REQUIREMENT >> Your answer must be an exact repetition of every record.

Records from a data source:
○ ○ ○ ○

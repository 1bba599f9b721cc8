// Copyright (c) 2026 100monkeys.ai
// SPDX-License-Identifier: AGPL-3.0

//! WebSub plumbing for context streams
//!
//! - [`HubClient`] subscribes this node's callback to a hub topic
//! - [`parse_self_link`] extracts the topic from a delivery's `Link` header
//! - [`DeliveryBody`] is the JSON shape of a content delivery

use regex::Regex;
use serde::{Deserialize, Serialize};
use std::sync::OnceLock;
use std::time::Duration;
use tracing::{info, warn};

pub const MODE_SUBSCRIBE: &str = "subscribe";

#[derive(Debug, thiserror::Error)]
pub enum HubError {
    #[error("hub {hub} unreachable: {source}")]
    Transport {
        hub: String,
        #[source]
        source: reqwest::Error,
    },

    #[error("hub {hub} rejected subscription to {topic} with HTTP {status}")]
    Rejected {
        hub: String,
        topic: String,
        status: u16,
    },
}

/// Subscription request sent to a hub
#[derive(Debug, Clone, Serialize, Deserialize, PartialEq, Eq)]
pub struct SubscriptionRequest {
    #[serde(rename = "hub.mode")]
    pub mode: String,
    #[serde(rename = "hub.topic")]
    pub topic: String,
    #[serde(rename = "hub.callback")]
    pub callback: String,
}

/// Query parameters of a verification request
#[derive(Debug, Clone, Default, Deserialize)]
pub struct VerificationQuery {
    #[serde(rename = "hub.mode")]
    pub mode: Option<String>,
    #[serde(rename = "hub.challenge")]
    pub challenge: Option<String>,
    #[serde(rename = "hub.topic")]
    pub topic: Option<String>,
}

/// Body of a content delivery
#[derive(Debug, Clone, Serialize, Deserialize)]
pub struct DeliveryBody {
    #[serde(rename = "hub.payload")]
    pub payload: Option<DeliveryPayload>,
}

#[derive(Debug, Clone, Serialize, Deserialize)]
pub struct DeliveryPayload {
    #[serde(default)]
    pub graph_serialized: String,
    #[serde(default)]
    pub timestamp_ms: i64,
}

fn self_link_regex() -> Option<&'static Regex> {
    static RE: OnceLock<Option<Regex>> = OnceLock::new();
    RE.get_or_init(|| Regex::new(r#"<([^>]*)>\s*;\s*rel\s*=\s*"?self"?"#).ok())
        .as_ref()
}

/// Target of the `rel="self"` entry in a `Link` header value
pub fn parse_self_link(header: &str) -> Option<String> {
    let re = self_link_regex()?;
    header
        .split(',')
        .find_map(|entry| re.captures(entry.trim()))
        .and_then(|caps| caps.get(1))
        .map(|m| m.as_str().to_string())
        .filter(|topic| !topic.is_empty())
}

#[derive(Clone)]
pub struct HubClient {
    client: reqwest::Client,
}

const HUB_TIMEOUT: Duration = Duration::from_secs(10);

impl HubClient {
    pub fn new() -> Self {
        Self::with_timeout(HUB_TIMEOUT)
    }

    pub fn with_timeout(timeout: Duration) -> Self {
        let client = reqwest::Client::builder()
            .timeout(timeout)
            .build()
            .unwrap_or_else(|e| {
                warn!(error = %e, "Failed to build hub HTTP client, subscriptions have no timeout");
                reqwest::Client::new()
            });
        Self { client }
    }

    /// Ask `hub` to deliver `topic` updates to `callback`
    pub async fn subscribe(&self, hub: &str, topic: &str, callback: &str) -> Result<(), HubError> {
        let request = SubscriptionRequest {
            mode: MODE_SUBSCRIBE.to_string(),
            topic: topic.to_string(),
            callback: callback.to_string(),
        };

        let response = self
            .client
            .post(hub)
            .json(&request)
            .send()
            .await
            .map_err(|source| HubError::Transport {
                hub: hub.to_string(),
                source,
            })?;

        let status = response.status();
        if !status.is_success() {
            warn!(hub, topic, status = status.as_u16(), "Hub rejected subscription");
            return Err(HubError::Rejected {
                hub: hub.to_string(),
                topic: topic.to_string(),
                status: status.as_u16(),
            });
        }

        info!(hub, topic, callback, "Subscribed to context stream");
        Ok(())
    }
}

impl Default for HubClient {
    fn default() -> Self {
        Self::new()
    }
}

○ ○ ○ ○

FINISHED TASK >>
repository 1bba599f9b721cc8
// Copyright (c) 2026 100monkeys.ai
// SPDX-License-Identifier: AGPL-3.0

//! WebSub plumbing for context streams
//!
//! - [`HubClient`] subscribes this node's callback to a hub topic
//! - [`parse_self_link`] extracts the topic from a delivery's `Link` header
//! - [`DeliveryBody`] is the JSON shape of a content delivery

use regex::Regex;
use serde::{Deserialize, Serialize};
use std::sync::OnceLock;
use std::time::Duration;
use tracing::{info, warn};

pub const MODE_SUBSCRIBE: &str = "subscribe";

#[derive(Debug, thiserror::Error)]
pub enum HubError {
    #[error("hub {hub} unreachable: {source}")]
    Transport {
        hub: String,
        #[source]
        source: reqwest::Error,
    },

    #[error("hub {hub} rejected subscription to {topic} with HTTP {status}")]
    Rejected {
        hub: String,
        topic: String,
        status: u16,
    },
}

/// Subscription request sent to a hub
#[derive(Debug, Clone, Serialize, Deserialize, PartialEq, Eq)]
pub struct SubscriptionRequest {
    #[serde(rename = "hub.mode")]
    pub mode: String,
    #[serde(rename = "hub.topic")]
    pub topic: String,
    #[serde(rename = "hub.callback")]
    pub callback: String,
}

/// Query parameters of a verification request
#[derive(Debug, Clone, Default, Deserialize)]
pub struct VerificationQuery {
    #[serde(rename = "hub.mode")]
    pub mode: Option<String>,
    #[serde(rename = "hub.challenge")]
    pub challenge: Option<String>,
    #[serde(rename = "hub.topic")]
    pub topic: Option<String>,
}

/// Body of a content delivery
#[derive(Debug, Clone, Serialize, Deserialize)]
pub struct DeliveryBody {
    #[serde(rename = "hub.payload")]
    pub payload: Option<DeliveryPayload>,
}

#[derive(Debug, Clone, Serialize, Deserialize)]
pub struct DeliveryPayload {
    #[serde(default)]
    pub graph_serialized: String,
    #[serde(default)]
    pub timestamp_ms: i64,
}

fn self_link_regex() -> Option<&'static Regex> {
    static RE: OnceLock<Option<Regex>> = OnceLock::new();
    RE.get_or_init(|| Regex::new(r#"<([^>]*)>\s*;\s*rel\s*=\s*"?self"?"#).ok())
        .as_ref()
}

/// Target of the `rel="self"` entry in a `Link` header value
pub fn parse_self_link(header: &str) -> Option<String> {
    let re = self_link_regex()?;
    header
        .split(',')
        .find_map(|entry| re.captures(entry.trim()))
        .and_then(|caps| caps.get(1))
        .map(|m| m.as_str().to_string())
        .filter(|topic| !topic.is_empty())
}

#[derive(Clone)]
pub struct HubClient {
    client: reqwest::Client,
}

const HUB_TIMEOUT: Duration = Duration::from_secs(10);

impl HubClient {
    pub fn new() -> Self {
        Self::with_timeout(HUB_TIMEOUT)
    }

    pub fn with_timeout(timeout: Duration) -> Self {
        let client = reqwest::Client::builder()
            .timeout(timeout)
            .build()
            .unwrap_or_else(|e| {
                warn!(error = %e, "Failed to build hub HTTP client, subscriptions have no timeout");
                reqwest::Client::new()
            });
        Self { client }
    }

    /// Ask `hub` to deliver `topic` updates to `callback`
    pub async fn subscribe(&self, hub: &str, topic: &str, callback: &str) -> Result<(), HubError> {
        let request = SubscriptionRequest {
            mode: MODE_SUBSCRIBE.to_string(),
            topic: topic.to_string(),
            callback: callback.to_string(),
        };

        let response = self
            .client
            .post(hub)
            .json(&request)
            .send()
            .await
            .map_err(|source| HubError::Transport {
                hub: hub.to_string(),
                source,
            })?;

        let status = response.status();
        if !status.is_success() {
            warn!(hub, topic, status = status.as_u16(), "Hub rejected subscription");
            return Err(HubError::Rejected {
                hub: hub.to_string(),
                topic: topic.to_string(),
                status: status.as_u16(),
            });
        }

        info!(hub, topic, callback, "Subscribed to context stream");
        Ok(())
    }
}

impl Default for HubClient {
    fn default() -> Self {
        Self::new()
    }
}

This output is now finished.